*** Opening of Material supplied ***

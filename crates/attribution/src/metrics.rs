//! Bootstrap attribution metrics: PR, FAR and return periods with intervals.

use climattr_distribution::{DistributionError, Family};
use rayon::prelude::*;
use tracing::{debug, info, warn};

use crate::bootstrap::{BootstrapReplicate, BootstrapResampler};
use crate::config::{AttributionConfig, IntervalMethod};
use crate::error::AttributionError;
use crate::estimate::Estimate;
use crate::result::{AttributionMetrics, PointEstimate, ReplicateCounts};
use crate::sample::Sample;
use crate::threshold::{Threshold, ThresholdEvaluator};

/// What happened to one replicate.
#[derive(Debug)]
enum Outcome {
    Used(PointEstimate),
    Excluded(DistributionError),
    Failed(DistributionError),
    Cancelled,
}

/// Fits both resampled series and derives the replicate's metrics.
fn replicate_metrics(
    replicate: &BootstrapReplicate,
    family: Family,
    evaluator: &ThresholdEvaluator,
) -> Result<PointEstimate, DistributionError> {
    let factual = family.fit(&replicate.factual)?;
    let counterfactual = family.fit(&replicate.counterfactual)?;
    let p_factual = evaluator.evaluate(&factual)?;
    let p_counterfactual = evaluator.evaluate(&counterfactual)?;
    Ok(PointEstimate::from_probabilities(p_factual, p_counterfactual))
}

fn evaluate_replicate(
    replicate: &BootstrapReplicate,
    family: Family,
    evaluator: &ThresholdEvaluator,
    config: &AttributionConfig,
) -> Outcome {
    if config.is_cancelled() {
        return Outcome::Cancelled;
    }
    match replicate_metrics(replicate, family, evaluator) {
        Ok(m) => Outcome::Used(m),
        Err(e) if e.is_numerical() => Outcome::Excluded(e),
        Err(e) => Outcome::Failed(e),
    }
}

/// Per-metric values of the replicates that were used, in replicate order.
#[derive(Debug, Default)]
struct ReplicateColumns {
    pr: Vec<f64>,
    far: Vec<f64>,
    rp_factual: Vec<f64>,
    rp_counterfactual: Vec<f64>,
}

impl ReplicateColumns {
    fn push(&mut self, m: PointEstimate) {
        self.pr.push(m.pr);
        self.far.push(m.far);
        self.rp_factual.push(m.rp_factual);
        self.rp_counterfactual.push(m.rp_counterfactual);
    }

    fn intervals(&self, cl: f64, method: IntervalMethod) -> [Estimate; 4] {
        [
            Estimate::from_replicates(&self.pr, cl, method),
            Estimate::from_replicates(&self.far, cl, method),
            Estimate::from_replicates(&self.rp_factual, cl, method),
            Estimate::from_replicates(&self.rp_counterfactual, cl, method),
        ]
    }
}

/// Walks the outcomes in replicate order, counting exclusions and
/// cancellations and checking the exclusion tolerance.
fn reduce_outcomes(
    outcomes: Vec<Outcome>,
    requested: usize,
    max_excluded_fraction: f64,
) -> Result<(ReplicateColumns, ReplicateCounts), AttributionError> {
    let mut columns = ReplicateColumns::default();
    let mut excluded = 0usize;
    let mut cancelled = 0usize;
    for (index, outcome) in outcomes.into_iter().enumerate() {
        match outcome {
            Outcome::Used(m) => columns.push(m),
            Outcome::Excluded(e) => {
                debug!(replicate = index, error = %e, "replicate excluded");
                excluded += 1;
            }
            Outcome::Failed(e) => return Err(e.into()),
            Outcome::Cancelled => cancelled += 1,
        }
    }

    let counts = ReplicateCounts {
        requested,
        used: columns.pr.len(),
        excluded,
        cancelled,
    };
    let attempted = counts.attempted();
    let fraction = if attempted == 0 {
        1.0
    } else {
        excluded as f64 / attempted as f64
    };
    if counts.used == 0 || fraction > max_excluded_fraction {
        return Err(AttributionError::InsufficientReplicates {
            excluded,
            attempted,
            fraction,
            tolerance: max_excluded_fraction,
        });
    }
    Ok((columns, counts))
}

/// Computes PR, FAR and return periods with bootstrap confidence intervals.
///
/// Both unmodified samples are fitted with `family` to obtain the point
/// estimates. `config.replicate_count()` paired resamples are then drawn from
/// a generator seeded with `config.seed()`, each is fitted and evaluated
/// (in parallel when `config.parallel()`), and the surviving replicate
/// metrics are summarised in replicate order with
/// `config.interval_method()`.
///
/// Replicates whose fit does not converge or whose probability is 0 or 1 are
/// excluded and counted. The result is a pure function of the inputs and
/// the seed.
///
/// # Errors
///
/// - [`AttributionError::InvalidConfig`] for an invalid configuration.
/// - [`AttributionError::InvalidSample`] if either sample cannot be fitted
///   with `family`; no fit is attempted in that case.
/// - [`AttributionError::FitConvergence`] or
///   [`AttributionError::DegenerateProbability`] when an unmodified sample
///   fails.
/// - [`AttributionError::InsufficientReplicates`] when no replicate survives
///   or the excluded fraction exceeds `config.max_excluded_fraction()`.
#[tracing::instrument(
    skip(factual, counterfactual, config),
    fields(
        n_factual = factual.len(),
        n_counterfactual = counterfactual.len(),
        threshold = threshold.value(),
        direction = %threshold.direction(),
    )
)]
pub fn attribution_metrics(
    factual: &Sample,
    counterfactual: &Sample,
    family: Family,
    threshold: Threshold,
    config: &AttributionConfig,
) -> Result<AttributionMetrics, AttributionError> {
    config.validate()?;
    factual.validate(family)?;
    counterfactual.validate(family)?;

    let evaluator = ThresholdEvaluator::new(threshold);

    // --- Point estimates from the unmodified samples ---
    let fit_and_evaluate = |sample: &Sample| {
        let fit = family
            .fit(sample.values())
            .map_err(|e| AttributionError::for_sample(sample.label(), e))?;
        let p = evaluator
            .evaluate(&fit)
            .map_err(|e| AttributionError::for_sample(sample.label(), e))?;
        Ok::<_, AttributionError>((fit, p))
    };
    let (factual_fit, p_factual) = fit_and_evaluate(factual)?;
    let (counterfactual_fit, p_counterfactual) = fit_and_evaluate(counterfactual)?;
    let point = PointEstimate::from_probabilities(p_factual, p_counterfactual);
    debug!(p_factual, p_counterfactual, pr = point.pr, "point estimates");

    // --- Map: replicates drawn sequentially, evaluated in any order ---
    let replicates: Vec<BootstrapReplicate> = BootstrapResampler::new(
        factual,
        counterfactual,
        config.replicate_count(),
        config.seed(),
    )?
    .collect();

    let outcomes: Vec<Outcome> = if config.parallel() {
        replicates
            .par_iter()
            .map(|r| evaluate_replicate(r, family, &evaluator, config))
            .collect()
    } else {
        replicates
            .iter()
            .map(|r| evaluate_replicate(r, family, &evaluator, config))
            .collect()
    };

    // --- Reduce in replicate order ---
    let (columns, counts) = reduce_outcomes(
        outcomes,
        config.replicate_count(),
        config.max_excluded_fraction(),
    )?;
    if counts.excluded > 0 || counts.cancelled > 0 {
        warn!(
            excluded = counts.excluded,
            cancelled = counts.cancelled,
            used = counts.used,
            "not all replicates were used"
        );
    }

    let cl = config.confidence_level();
    let method = config.interval_method();
    let intervals = columns.intervals(cl, method);
    info!(
        pr = intervals[0].central,
        pr_low = intervals[0].low,
        pr_high = intervals[0].high,
        used = counts.used,
        "attribution metrics computed"
    );

    Ok(AttributionMetrics::new(
        intervals,
        point,
        threshold,
        family,
        (*factual_fit.model(), *counterfactual_fit.model()),
        cl,
        method,
        config.seed(),
        counts,
    ))
}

*** Close of Material supplied ***

▶ _Your instructions_
Report, from the entries above, each line where "validate" is found.

▶ _Response to this task_
    config.validate()?;
    factual.validate(family)?;
    counterfactual.validate(family)?;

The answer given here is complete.